Trailhead

Bull

In a Wednesday post at National Review Online, Larry Kudlow, he of CNBC fame , asserts that the stock market likes Hillary Clinton more than Barack Obama. How does he know this? Because on two occasions, the stock market went up after Clinton won a primary, and down after Obama won.

The clearest example was Hillary’s massive West Virginia victory. Stocks opened strong the following day. But after Obama’s big North Carolina win, a night he nearly carried Indiana, stocks opened way down.

Even though Hillary clocked Obama in Kentucky, since Obama took Oregon convincingly, he really carried last night’s elections and now stands on the verge of gaining the Democratic nomination. Not surprisingly, stocks opened down 80 points this morning.

Kudlow, to put it simply, is off his rocker. He is asserting that the stock market would react strongly to a Democratic primary after the nominee has been all-but-anointed. One would think an economist like Kudlow would have more faith in the market than to think it was subject to the whims of a now-meaningless primary that pits two very similar candidates against one another.

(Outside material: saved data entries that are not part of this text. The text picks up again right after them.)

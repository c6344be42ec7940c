//! Watch registry - the public API of uplink-sync
//!
//! [`WatchRegistry`] is constructed once and passed to whoever needs it.
//! Watches are addressed by their local root; every path argument is
//! canonicalized before the id lookup so `./docs` and `/home/u/docs`
//! refer to the same watch.
//!
//! Mutations (add, delete) reload the registry, apply the change and save
//! it while the registry lock is held. A failed save is returned as
//! `SyncError::Persistence` and the change does not take effect.
//!
//! Stopping a watch only signals its task. The task may still be finishing
//! a file, so it is kept in `stopping` until it exits, and a later start or
//! one-off pass for the same watch waits for it first.

use std::path::{Component, Path, PathBuf};
use std::sync::Arc;

use tokio::task::JoinHandle;
use tokio_util::sync::CancellationToken;
use tracing::{info, instrument, warn};
use uplink_core::domain::{
    EncryptionSettings, FingerprintMode, RemotePath, SyncMode, WatchEntry, WatchId,
};
use uplink_core::ports::IStateStore;

use crate::engine::{PassReport, SyncContext, SyncEngine};
use crate::scheduler::WatchTask;
use crate::state::{SharedRegistry, WatchRuntime};
use crate::SyncError;

// ============================================================================
// Request / response types
// ============================================================================

/// Parameters of a new watch
#[derive(Debug, Clone)]
pub struct NewWatch {
    pub local: PathBuf,
    pub remote: String,
    pub interval_secs: u64,
    /// `None`, or a settings value with an empty key, disables encryption
    pub encryption: Option<EncryptionSettings>,
    pub ignore_file: Option<PathBuf>,
    pub anonymize_names: bool,
    pub mode: SyncMode,
    pub fingerprint: FingerprintMode,
}

impl NewWatch {
    /// Plain incremental watch with no encryption and default rules
    pub fn new(local: impl Into<PathBuf>, remote: impl Into<String>, interval_secs: u64) -> Self {
        Self {
            local: local.into(),
            remote: remote.into(),
            interval_secs,
            encryption: None,
            ignore_file: None,
            anonymize_names: false,
            mode: SyncMode::default(),
            fingerprint: FingerprintMode::default(),
        }
    }
}

/// A persisted watch joined with its runtime state
#[derive(Debug, Clone)]
pub struct WatchStatus {
    pub id: WatchId,
    pub entry: WatchEntry,
    pub running: bool,
}

// ============================================================================
// WatchRegistry
// ============================================================================

/// Configures watches and owns their periodic tasks
pub struct WatchRegistry {
    shared: Arc<SharedRegistry>,
    engine: Arc<SyncEngine>,
}

impl WatchRegistry {
    pub fn new(store: Arc<dyn IStateStore>, ctx: SyncContext) -> Self {
        let shared = Arc::new(SharedRegistry::new(store));
        let engine = Arc::new(SyncEngine::new(shared.clone(), ctx));
        Self { shared, engine }
    }

    /// Register a new watch
    ///
    /// # Errors
    /// - `NotADirectory` if `local` does not exist or is not a directory
    /// - `DomainError` for an invalid remote path or a zero interval
    /// - `AlreadyExists` if the canonical root is already watched
    /// - `Persistence` if the entry could not be saved
    #[instrument(skip(self, request), fields(local = %request.local.display(), remote = %request.remote))]
    pub async fn add_watch(&self, request: NewWatch) -> Result<WatchEntry, SyncError> {
        let local = match tokio::fs::canonicalize(&request.local).await {
            Ok(path) if path.is_dir() => path,
            _ => return Err(SyncError::NotADirectory(request.local)),
        };
        let remote = RemotePath::new(request.remote)?;
        let encryption = request.encryption.filter(|e| !e.key.is_empty());

        let entry = WatchEntry::new(local.clone(), remote, request.interval_secs)?
            .with_encryption(encryption)
            .with_ignore_file(request.ignore_file)
            .with_anonymized_names(request.anonymize_names)
            .with_mode(request.mode)
            .with_fingerprint(request.fingerprint);
        let id = entry.id();

        let mut guard = self.shared.lock().await?;
        if guard.registry().contains(&id) {
            return Err(SyncError::AlreadyExists(local));
        }
        if entry.anonymize_names && entry.encryption.is_none() {
            warn!("Name anonymization requires encryption and will not be applied");
        }
        guard.registry_mut().insert(entry.clone());
        guard.persist().await?;

        info!(watch = %id.short(), "Watch added");
        Ok(entry)
    }

    /// Remove a watch, cancelling its task first
    ///
    /// Returns once the cancelled task has exited, so a pass in progress
    /// cannot record anything into a watch re-added under the same root.
    ///
    /// # Errors
    /// `NotFound` if no watch exists for `local`, `Persistence` if the
    /// removal could not be saved
    #[instrument(skip(self), fields(local = %local.display()))]
    pub async fn delete_watch(&self, local: &Path) -> Result<(), SyncError> {
        let root = canonical_root(local).await;
        let id = WatchId::for_path(&root);

        let mut guard = self.shared.lock().await?;
        if !guard.registry().contains(&id) {
            return Err(SyncError::NotFound(root));
        }
        guard.retire(&id);
        let task = guard.stopping.remove(&id);
        guard.ignore_cache.remove(&id);
        guard.registry_mut().remove(&id);
        let saved = guard.persist().await;
        drop(guard);

        if let Some(handle) = task {
            join_task(handle).await;
        }
        saved?;

        info!(watch = %id.short(), "Watch deleted");
        Ok(())
    }

    /// Every watch with its running flag
    ///
    /// # Errors
    /// Returns `StateCorrupt` if the persisted state cannot be loaded
    pub async fn list_watches(&self) -> Result<Vec<WatchStatus>, SyncError> {
        let guard = self.shared.lock().await?;
        Ok(guard
            .registry()
            .iter()
            .map(|(id, entry)| WatchStatus {
                id: id.clone(),
                entry: entry.clone(),
                running: guard.runtimes.contains_key(id),
            })
            .collect())
    }

    /// Launch the periodic task of a watch
    ///
    /// A task stopped earlier that is still finishing a file is waited for
    /// before the new one is spawned.
    ///
    /// # Errors
    /// `NotFound` if no watch exists, `AlreadyRunning` if it has a task or
    /// a one-off pass in flight
    #[instrument(skip(self), fields(local = %local.display()))]
    pub async fn start_watch(&self, local: &Path) -> Result<(), SyncError> {
        let root = canonical_root(local).await;
        let id = WatchId::for_path(&root);
        self.settle(Some(&id)).await?;

        let mut guard = self.shared.lock().await?;
        let period = match guard.registry().get(&id) {
            Some(entry) => entry.interval(),
            None => return Err(SyncError::NotFound(root)),
        };
        if guard.is_busy(&id) {
            return Err(SyncError::AlreadyRunning(root));
        }

        let runtime = self.spawn_task(&id, period);
        guard.runtimes.insert(id, runtime);
        info!("Watch started");
        Ok(())
    }

    /// Signal a watch's task to stop
    ///
    /// Returns once the task is signalled; a pass in progress finishes its
    /// current file first.
    ///
    /// # Errors
    /// `NotFound` if no watch exists, `NotRunning` if it has no task
    #[instrument(skip(self), fields(local = %local.display()))]
    pub async fn stop_watch(&self, local: &Path) -> Result<(), SyncError> {
        let root = canonical_root(local).await;
        let id = WatchId::for_path(&root);

        let mut guard = self.shared.lock().await?;
        if !guard.registry().contains(&id) {
            return Err(SyncError::NotFound(root));
        }
        if !guard.retire(&id) {
            return Err(SyncError::NotRunning(root));
        }
        info!("Watch stopped");
        Ok(())
    }

    /// Start every stopped watch; returns how many were started
    ///
    /// # Errors
    /// Returns `StateCorrupt` if the persisted state cannot be loaded
    pub async fn start_all(&self) -> Result<usize, SyncError> {
        self.settle(None).await?;

        let mut guard = self.shared.lock().await?;
        let idle: Vec<_> = guard
            .registry()
            .iter()
            .filter(|(id, _)| !guard.is_busy(id))
            .map(|(id, entry)| (id.clone(), entry.interval()))
            .collect();

        for (id, period) in &idle {
            let runtime = self.spawn_task(id, *period);
            guard.runtimes.insert(id.clone(), runtime);
        }

        info!(started = idle.len(), total = guard.registry().len(), "Started watches");
        Ok(idle.len())
    }

    /// Stop every running watch; returns how many were stopped
    ///
    /// # Errors
    /// Returns `StateCorrupt` if the persisted state cannot be loaded
    pub async fn stop_all(&self) -> Result<usize, SyncError> {
        let mut guard = self.shared.lock().await?;
        let running: Vec<WatchId> = guard.runtimes.keys().cloned().collect();
        for id in &running {
            guard.retire(id);
        }
        let stopped = running.len();
        info!(stopped, "Stopped watches");
        Ok(stopped)
    }

    /// Run exactly one pass of a stopped watch and wait for it
    ///
    /// # Errors
    /// `NotFound` if no watch exists, `AlreadyRunning` if its task is
    /// active or another one-off pass is in flight
    #[instrument(skip(self), fields(local = %local.display()))]
    pub async fn run_once(&self, local: &Path) -> Result<PassReport, SyncError> {
        let root = canonical_root(local).await;
        let id = WatchId::for_path(&root);
        self.settle(Some(&id)).await?;

        {
            let mut guard = self.shared.lock().await?;
            if !guard.registry().contains(&id) {
                return Err(SyncError::NotFound(root));
            }
            if guard.is_busy(&id) {
                return Err(SyncError::AlreadyRunning(root));
            }
            guard.manual_passes.insert(id.clone());
        }

        let result = self.engine.run_pass(&id, &CancellationToken::new()).await;
        self.shared.lock().await?.manual_passes.remove(&id);
        result
    }

    /// Cancel every running watch and wait for the tasks to exit
    pub async fn shutdown(&self) {
        let handles: Vec<JoinHandle<()>> = match self.shared.lock().await {
            Ok(mut guard) => {
                let running: Vec<WatchId> = guard.runtimes.keys().cloned().collect();
                for id in &running {
                    guard.retire(id);
                }
                guard.stopping.drain().map(|(_, handle)| handle).collect()
            }
            Err(err) => {
                warn!(error = %err, "Registry unavailable during shutdown");
                return;
            }
        };

        let count = handles.len();
        for handle in handles {
            join_task(handle).await;
        }
        info!(tasks = count, "Shutdown complete");
    }

    /// Wait for stopped tasks of `id` (or of every watch) that are still
    /// winding down
    async fn settle(&self, id: Option<&WatchId>) -> Result<(), SyncError> {
        let handles: Vec<JoinHandle<()>> = {
            let mut guard = self.shared.lock().await?;
            match id {
                Some(id) => guard.stopping.remove(id).into_iter().collect(),
                None => guard.stopping.drain().map(|(_, handle)| handle).collect(),
            }
        };
        for handle in handles {
            join_task(handle).await;
        }
        Ok(())
    }

    fn spawn_task(&self, id: &WatchId, period: std::time::Duration) -> WatchRuntime {
        let cancel = CancellationToken::new();
        let handle =
            WatchTask::new(id.clone(), self.engine.clone(), period, cancel.clone()).spawn();
        WatchRuntime { cancel, handle }
    }
}

async fn join_task(handle: JoinHandle<()>) {
    if let Err(err) = handle.await {
        warn!(error = %err, "Watch task ended abnormally");
    }
}

// ============================================================================
// Path canonicalization
// ============================================================================

/// Resolve symlinks when the path exists, otherwise normalize lexically
///
/// Deleted or unmounted roots must still be addressable for delete/stop.
async fn canonical_root(path: &Path) -> PathBuf {
    match tokio::fs::canonicalize(path).await {
        Ok(resolved) => resolved,
        Err(_) => lexical_absolute(path),
    }
}

fn lexical_absolute(path: &Path) -> PathBuf {
    let joined = if path.is_absolute() {
        path.to_path_buf()
    } else {
        std::env::current_dir()
            .map(|cwd| cwd.join(path))
            .unwrap_or_else(|_| path.to_path_buf())
    };

    let mut out = PathBuf::new();
    for component in joined.components() {
        match component {
            Component::CurDir => {}
            Component::ParentDir => {
                out.pop();
            }
            other => out.push(other.as_os_str()),
        }
    }
    out
}

// ============================================================================
// Unit tests
// ============================================================================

Kudlow’s facts are right. The Dow went up by an unimpressive 73.26 points after Clinton won West Virginia. Why? Not because Clinton won; because Wall Street got good vibes from a new inflation report . The Dow went up even more after Obama won Wisconsin and Hawaii. He’s also right that the index plunged a substantial 196 points the day after Obama took North Carolina and made Clinton sweat in Indiana. But not because Obama won. AIG, a bellwhether for subprime-affected insurance corporations, was about to unleash a gnarly balance sheet the next day. As Kudlow notes, stocks tumbled nearly the same amount after Obama won in Oregon and clinched a pledged delegate majority. Why? Not because Obama is going to be the nominee; because oil prices hit a record high and inflation edged upward.

Kudlow doesn’t mention that the Dow rose 32 points during Obama’s streak of 10 straight victories, or that it went up after Obama’s South Carolina, Potomoc, and Wisconsin wins. Kudlow must have been dumbfounded when the market didn’t crater in response to Obama’s success. He must think the market agrees with Clinton and must not count caucuses as real votes.

All of those rebuttals take for granted a tacit, yet crucial, piece of Kudlow’s logic—that Clinton and Obama would be drastically different stewards for the economy. This, also, doesn’t make any sense.

Kudlow takes issue with Obama’s “class warfare” of repealing Bush tax cuts and other initiatives.

Obama then repeated his usual litany: big-government health care, an attack on oil companies, a big spending plan for education, big bailouts for housing, and a pension assault on corporations.

Clinton , of course, is for all of those things, as well. Superficially, Clinton is no more of a sure-thing bull economy than Obama is. Kudlow seems to recognize his argument’s flaw, and attempts to push it aside.  

Interestingly, stocks have preferred Hillary in the Democratic fight a) because she was roughing up Obama for the general-election fight against McCain and b) because markets believe they can do business with Hillary in a way they can’t with Obama.

Personifying stocks is always a risky affair, because, oh, you know, they don’t have brains. Traders don’t think “they can do business with Hillary” any more than Kudlow does. Watch this clip of Kudlow castigating Clinton’s economic policies, and you’ll see that Kudlow isn’t exactly a Democratic cheerleader. He’s a staunch supply-side McCain supporter who is using his NRO platform to knock Obama and proliferate McCain talking points. Kudlow saying Obama would be bad for the markets is the same as Karl Rove  saying Clinton is the stronger Democrat in November. Even in a quantifiable realm like economics, qualitative spin rules the day.

The Dow Jones is down nearly 150 points today. Maybe it’s because Obama picked up three new superdelegates.